=== Begin Enclosure ===
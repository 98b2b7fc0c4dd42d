//! The venue source seam: a paginated search endpoint plus a per-record
//! details endpoint. The Google Places client implements it for production;
//! tests script it in memory.

use async_trait::async_trait;
use serde::{Deserialize, Serialize};
use thiserror::Error;

use crate::district::extract_district;
use crate::hours::WeeklyHours;
use crate::venue::{non_blank, Coordinate, MergePolicy, PhotoRef, Venue};

/// Opaque handle for the next page of a search. Valid for one request.
#[derive(Debug, Clone, PartialEq, Eq, Hash, Serialize, Deserialize)]
#[serde(transparent)]
pub struct ContinuationToken(String);

impl ContinuationToken {
    #[must_use]
    pub fn new(value: impl Into<String>) -> Self {
        Self(value.into())
    }

    #[must_use]
    pub fn as_str(&self) -> &str {
        &self.0
    }
}

#[derive(Debug, Clone, PartialEq)]
pub struct SearchRequest {
    pub query: String,
    pub center: Coordinate,
    pub radius_m: u32,
}

/// One record of a search page. Discarded once folded into a [`Venue`].
#[derive(Debug, Clone, PartialEq)]
pub struct RawResult {
    pub id: String,
    pub name: String,
    pub rating: Option<f64>,
    pub location: Option<Coordinate>,
    pub address: Option<String>,
    pub photos: Vec<PhotoRef>,
}

#[derive(Debug, Clone, Default, PartialEq)]
pub struct SearchPage {
    pub results: Vec<RawResult>,
    /// Present only when the source has more pages.
    pub next_page: Option<ContinuationToken>,
}

/// Supplementary fields from the details endpoint. Every field is optional;
/// sources routinely omit some.
#[derive(Debug, Clone, Default, PartialEq)]
pub struct VenueDetails {
    pub name: Option<String>,
    pub rating: Option<f64>,
    pub location: Option<Coordinate>,
    pub address: Option<String>,
    pub website: Option<String>,
    pub maps_url: Option<String>,
    pub photos: Vec<PhotoRef>,
    pub description: Option<String>,
    pub opening_hours: Option<WeeklyHours>,
}

#[derive(Debug, Clone, Error)]
pub enum SourceError {
    /// Transport-level failure: connection, timeout, non-2xx HTTP status.
    #[error("venue source unavailable: {0}")]
    Unavailable(String),

    /// The source answered with a non-success status (quota, denied, invalid).
    #[error("venue source rejected the request with status {status}{}", message_suffix(.message))]
    Rejected {
        status: String,
        message: Option<String>,
    },

    /// The response body could not be understood.
    #[error("malformed response for {context}: {reason}")]
    Malformed { context: String, reason: String },
}

fn message_suffix(message: &Option<String>) -> String {
    message
        .as_deref()
        .map(|m| format!(": {m}"))
        .unwrap_or_default()
}

#[async_trait]
pub trait VenueSource: Send + Sync {
    /// Fetches one page. `token = None` requests the first page.
    /// A zero-results answer is `Ok` with an empty page and no token.
    async fn search_page(
        &self,
        request: &SearchRequest,
        token: Option<&ContinuationToken>,
    ) -> Result<SearchPage, SourceError>;

    /// Fetches supplementary fields for one record.
    async fn details(&self, id: &str) -> Result<VenueDetails, SourceError>;
}

impl RawResult {
    /// Folds a later record for the same id (e.g. a repeat within one page).
    pub fn merge(&mut self, incoming: RawResult, policy: MergePolicy) {
        match policy {
            MergePolicy::Replace => *self = incoming,
            MergePolicy::Patch => {
                if !incoming.name.trim().is_empty() {
                    self.name = incoming.name;
                }
                if incoming.rating.is_some() {
                    self.rating = incoming.rating;
                }
                if incoming.location.is_some() {
                    self.location = incoming.location;
                }
                if let Some(address) = non_blank(incoming.address) {
                    self.address = Some(address);
                }
                if !incoming.photos.is_empty() {
                    self.photos = incoming.photos;
                }
            }
        }
    }

    /// Builds the venue for this record, preferring detail fields where the
    /// details lookup supplied them. `city` drives district derivation.
    #[must_use]
    pub fn into_venue(self, details: VenueDetails, category: &str, city: &str) -> Venue {
        let name = details
            .name
            .filter(|n| !n.trim().is_empty())
            .unwrap_or(self.name);
        let address = non_blank(details.address).or_else(|| non_blank(self.address));
        let district = address.as_deref().map(|a| extract_district(a, city));
        let photos = if details.photos.is_empty() {
            self.photos
        } else {
            details.photos
        };

        Venue {
            id: self.id,
            name,
            rating: details.rating.or(self.rating),
            location: details.location.or(self.location),
            address,
            district,
            website: non_blank(details.website),
            maps_url: non_blank(details.maps_url),
            photos,
            description: non_blank(details.description),
            opening_hours: details.opening_hours,
            category: category.to_owned(),
        }
    }
}

#[cfg(test)]
mod tests {
    use super::*;

    fn raw() -> RawResult {
        RawResult {
            id: "place-1".to_owned(),
            name: "Virgin Active Claremont".to_owned(),
            rating: Some(4.1),
            location: Some(Coordinate::new(-33.98, 18.46)),
            address: Some("Main Rd, Claremont, Cape Town".to_owned()),
            photos: vec![PhotoRef {
                reference: "search-photo".to_owned(),
                url: "https://photos.example/search-photo".to_owned(),
            }],
        }
    }

    #[test]
    fn raw_patch_keeps_fields_the_repeat_lacks() {
        let mut held = raw();
        held.merge(
            RawResult {
                name: "Virgin Active Claremont Club".to_owned(),
                rating: None,
                address: Some(" ".to_owned()),
                photos: Vec::new(),
                ..raw()
            },
            MergePolicy::Patch,
        );
        assert_eq!(held.name, "Virgin Active Claremont Club");
        assert_eq!(held.rating, Some(4.1));
        assert_eq!(held.address.as_deref(), Some("Main Rd, Claremont, Cape Town"));
        assert_eq!(held.photos.len(), 1);
    }

    #[test]
    fn raw_replace_takes_the_repeat() {
        let mut held = raw();
        held.merge(
            RawResult {
                rating: None,
                ..raw()
            },
            MergePolicy::Replace,
        );
        assert_eq!(held.rating, None);
    }

    #[test]
    fn details_fields_take_precedence() {
        let details = VenueDetails {
            rating: Some(4.3),
            address: Some("1 Cavendish St, Claremont, Cape Town, 7708".to_owned()),
            website: Some("https://virginactive.example".to_owned()),
            description: Some("Large club".to_owned()),
            ..VenueDetails::default()
        };
        let venue = raw().into_venue(details, "Gym", "Cape Town");

        assert_eq!(venue.id, "place-1");
        assert_eq!(venue.name, "Virgin Active Claremont");
        assert_eq!(venue.rating, Some(4.3));
        assert_eq!(
            venue.address.as_deref(),
            Some("1 Cavendish St, Claremont, Cape Town, 7708")
        );
        assert_eq!(venue.district.as_deref(), Some("Claremont"));
        assert_eq!(venue.website.as_deref(), Some("https://virginactive.example"));
        assert_eq!(venue.category, "Gym");
        assert_eq!(venue.photos[0].reference, "search-photo");
    }

    #[test]
    fn blank_detail_strings_fall_back_to_search_fields() {
        let details = VenueDetails {
            name: Some("  ".to_owned()),
            address: Some(String::new()),
            website: Some(String::new()),
            ..VenueDetails::default()
        };
        let venue = raw().into_venue(details, "Gym", "Cape Town");

        assert_eq!(venue.name, "Virgin Active Claremont");
        assert_eq!(venue.address.as_deref(), Some("Main Rd, Claremont, Cape Town"));
        assert!(venue.website.is_none());
    }

    #[test]
    fn rejected_error_message_includes_provider_text() {
        let err = SourceError::Rejected {
            status: "OVER_QUERY_LIMIT".to_owned(),
            message: Some("You have exceeded your daily request quota".to_owned()),
        };
        assert_eq!(
            err.to_string(),
            "venue source rejected the request with status OVER_QUERY_LIMIT: You have exceeded your daily request quota"
        );
    }
}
=== End Enclosure ===
WHAT THE TASK REQUIRES: On how many lines above does the word "struct" appear? Answer with that figure only.

RESPONSE: 5